Une aide de 200 euros pour stimuler les vocations dans l'animation
Face à une pénurie criante de main-d'œuvre dans les métiers de l'animation, le gouvernement a dévoilé une mesure exceptionnelle : une aide financière de 200 euros destinée aux jeunes souhaitant passer le Brevet d'aptitude aux fonctions d'animateur (Bafa). Annoncée fin octobre, cette initiative vise à soutenir la formation de 20 000 bénéficiaires prévus pour 2022, selon les informations de CNews.
Un coup de pouce crucial pour les candidats
Cette aide, attribuée sous condition de ressources, permet de financer partiellement le coût de la formation, qui s'élève généralement entre 800 et 900 euros. Les candidats peuvent également compter sur des soutiens complémentaires des collectivités locales ou de la Caisse d'allocations familiales. Une fois le brevet obtenu, il ouvre les portes de l'emploi dans les centres de loisirs ou les colonies de vacances pour encadrer les enfants.
Un secteur en grande difficulté de recrutement
La situation est alarmante : une enquête récente menée par Hexopée et le Fonjep révèle que 82% des structures employeuses rencontrent des difficultés de recrutement, un chiffre qui atteint 74% spécifiquement dans l'animation. L'étude, basée sur 1 182 structures, fait état de 5 245 postes non pourvus, soit environ 10% de leurs effectifs totaux. La crise du Covid-19 a aggravé ce phénomène en perturbant de nombreuses sessions de formation.
Des défis structurels à résoudre
Dans un entretien accordé au journal La Croix, la secrétaire d'État Sarah El Haïry a souligné la nécessité d'aller plus loin. Elle prévoit de réunir en novembre les représentants des collectivités territoriales et des associations employeuses pour aborder des questions clés comme :
- Les rémunérations insuffisantes, avec de nombreux animateurs payés au forfait jour, soit environ 50 euros pour dix heures de travail.

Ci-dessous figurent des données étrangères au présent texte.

//! Action tables and the three-tier action resolver.

use lazy_static::lazy_static;
use std::collections::HashMap;
use std::sync::Arc;

use super::install::MenuActivation;

/// Callable bound to a menu leaf. Invoked by the host on activation, never by
/// the compiler.
pub type MenuAction = Arc<dyn Fn(&MenuActivation) + Send + Sync>;

/// Wrap a closure as a [`MenuAction`].
pub fn action<F>(f: F) -> MenuAction
where
    F: Fn(&MenuActivation) + Send + Sync + 'static,
{
    Arc::new(f)
}

/// Identity comparison on the allocation, ignoring vtables.
pub fn same_action(a: &MenuAction, b: &MenuAction) -> bool {
    std::ptr::eq(Arc::as_ptr(a) as *const (), Arc::as_ptr(b) as *const ())
}

/// Symbolic name -> callable.
///
/// An entry may be registered without a callable (`insert_unset`); lookups
/// treat it exactly like a missing entry so resolution falls through to the
/// next tier.
#[derive(Clone, Default)]
pub struct ActionTable {
    entries: HashMap<String, Option<MenuAction>>,
}

impl ActionTable {
    pub fn new() -> Self {
        Self::default()
    }

    pub fn with<F>(mut self, name: impl Into<String>, f: F) -> Self
    where
        F: Fn(&MenuActivation) + Send + Sync + 'static,
    {
        self.insert(name, action(f));
        self
    }

    pub fn insert(&mut self, name: impl Into<String>, action: MenuAction) {
        self.entries.insert(name.into(), Some(action));
    }

    pub fn insert_unset(&mut self, name: impl Into<String>) {
        self.entries.insert(name.into(), None);
    }

    pub fn get(&self, name: &str) -> Option<&MenuAction> {
        self.entries.get(name).and_then(Option::as_ref)
    }

    pub fn contains(&self, name: &str) -> bool {
        self.get(name).is_some()
    }

    pub fn len(&self) -> usize {
        self.entries.len()
    }

    pub fn is_empty(&self) -> bool {
        self.entries.is_empty()
    }
}

fn toggle_full_screen(activation: &MenuActivation) {
    let Some(window) = &activation.window else {
        tracing::debug!("onToggleFullScreen without a focused window");
        return;
    };
    let result = window
        .is_fullscreen()
        .and_then(|current| window.set_fullscreen(!current));
    if let Err(e) = result {
        tracing::warn!(window = window.label(), "failed to toggle fullscreen: {e}");
    }
}

fn quit(activation: &MenuActivation) {
    activation.app.exit(0);
}

lazy_static! {
    static ref DEFAULT_ACTIONS: ActionTable = ActionTable::new()
        .with("onToggleFullScreen", toggle_full_screen)
        .with("onQuit", quit);
    static ref NOOP: MenuAction = action(|_| {});
}

/// Built-in actions consulted after the caller's table.
pub fn default_actions() -> &'static ActionTable {
    &DEFAULT_ACTIONS
}

/// Shared do-nothing action for string leaves whose name resolves nowhere.
pub fn noop() -> MenuAction {
    NOOP.clone()
}

/// Named lookup: caller table first, then the built-in defaults.
pub fn resolve_named(actions: &ActionTable, name: &str) -> Option<MenuAction> {
    actions
        .get(name)
        .or_else(|| default_actions().get(name))
        .cloned()
}

#[cfg(test)]
mod tests {
    use super::*;

    #[test]
    fn defaults_cover_quit_and_fullscreen() {
        assert!(default_actions().contains("onQuit"));
        assert!(default_actions().contains("onToggleFullScreen"));
        assert_eq!(default_actions().len(), 2);
    }

    #[test]
    fn caller_table_wins_over_defaults() {
        let mine = action(|_| {});
        let mut table = ActionTable::new();
        table.insert("onQuit", mine.clone());

        let resolved = resolve_named(&table, "onQuit").unwrap();
        assert!(same_action(&resolved, &mine));
    }

    #[test]
    fn falls_back_to_defaults() {
        let resolved = resolve_named(&ActionTable::new(), "onQuit").unwrap();
        assert!(same_action(&resolved, default_actions().get("onQuit").unwrap()));
    }

    #[test]
    fn unset_entry_falls_through() {
        let mut table = ActionTable::new();
        table.insert_unset("onQuit");
        assert!(!table.contains("onQuit"));
        assert_eq!(table.len(), 1);

        let resolved = resolve_named(&table, "onQuit").unwrap();
        assert!(same_action(&resolved, default_actions().get("onQuit").unwrap()));
    }

    #[test]
    fn unknown_name_resolves_to_none() {
        assert!(resolve_named(&ActionTable::new(), "nope").is_none());
    }

    #[test]
    fn noop_is_shared() {
        assert!(same_action(&noop(), &noop()));
    }

    #[test]
    fn distinct_actions_differ() {
        assert!(!same_action(&action(|_| {}), &action(|_| {})));
    }
}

- Le temps partiel subi qui pénalise les professionnels du secteur.
- La possibilité d'abaisser l'âge d'accès au Bafa de 17 à 16 ans pour élargir le vivier de candidats.
Ces problèmes ont des conséquences directes sur le terrain, où certains centres sont contraints de réduire leur nombre de places d'accueil, faute de personnel qualifié.
Une mesure bienvenue dans un contexte tendu
Cette aide de 200 euros apparaît donc comme une bouffée d'oxygène pour un secteur en souffrance. Elle s'inscrit dans une stratégie plus large visant à revitaliser les métiers de l'animation, essentiels à l'organisation des activités périscolaires et extrascolaires. Alors que les vacances de la Toussaint approchent, cette initiative pourrait encourager de nouvelles vocations et contribuer à combler progressivement le déficit d'animateurs sur le territoire national.